DATA SUPPLIED ::
**********

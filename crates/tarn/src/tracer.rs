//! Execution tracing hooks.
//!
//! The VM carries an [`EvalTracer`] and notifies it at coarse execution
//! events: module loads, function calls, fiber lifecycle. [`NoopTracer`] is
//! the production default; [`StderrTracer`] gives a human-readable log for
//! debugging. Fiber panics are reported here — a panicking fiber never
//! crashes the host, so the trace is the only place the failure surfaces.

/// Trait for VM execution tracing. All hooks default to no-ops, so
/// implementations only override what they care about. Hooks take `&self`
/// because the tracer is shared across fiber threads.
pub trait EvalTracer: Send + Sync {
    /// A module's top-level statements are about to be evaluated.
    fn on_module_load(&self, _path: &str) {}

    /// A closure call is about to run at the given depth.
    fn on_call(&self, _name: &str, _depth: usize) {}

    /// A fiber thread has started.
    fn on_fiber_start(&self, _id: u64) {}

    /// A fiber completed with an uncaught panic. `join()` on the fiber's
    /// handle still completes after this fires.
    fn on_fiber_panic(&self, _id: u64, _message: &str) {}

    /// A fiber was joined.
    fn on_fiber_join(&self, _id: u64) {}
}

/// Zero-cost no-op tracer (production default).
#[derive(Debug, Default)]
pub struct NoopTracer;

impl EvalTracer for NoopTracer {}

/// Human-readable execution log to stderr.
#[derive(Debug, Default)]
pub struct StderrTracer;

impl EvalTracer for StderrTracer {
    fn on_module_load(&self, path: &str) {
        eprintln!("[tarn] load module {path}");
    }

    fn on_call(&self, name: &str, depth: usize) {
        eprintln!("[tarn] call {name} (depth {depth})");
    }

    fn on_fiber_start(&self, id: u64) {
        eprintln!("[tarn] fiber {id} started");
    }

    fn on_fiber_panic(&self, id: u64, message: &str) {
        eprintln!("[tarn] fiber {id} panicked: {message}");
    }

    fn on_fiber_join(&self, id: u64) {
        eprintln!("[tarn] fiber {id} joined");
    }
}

**********

WHAT IS BEING ASKED ::
Restate word for word only the lines above from the line containing "fn on_fiber_start(&self, _id: u64)" to the line containing "log to stderr.", both of them included.

SOLUTION TO THE PROBLEM ::
    fn on_fiber_start(&self, _id: u64) {}

    /// A fiber completed with an uncaught panic. `join()` on the fiber's
    /// handle still completes after this fires.
    fn on_fiber_panic(&self, _id: u64, _message: &str) {}

    /// A fiber was joined.
    fn on_fiber_join(&self, _id: u64) {}
}

/// Zero-cost no-op tracer (production default).
#[derive(Debug, Default)]
pub struct NoopTracer;

impl EvalTracer for NoopTracer {}

/// Human-readable execution log to stderr.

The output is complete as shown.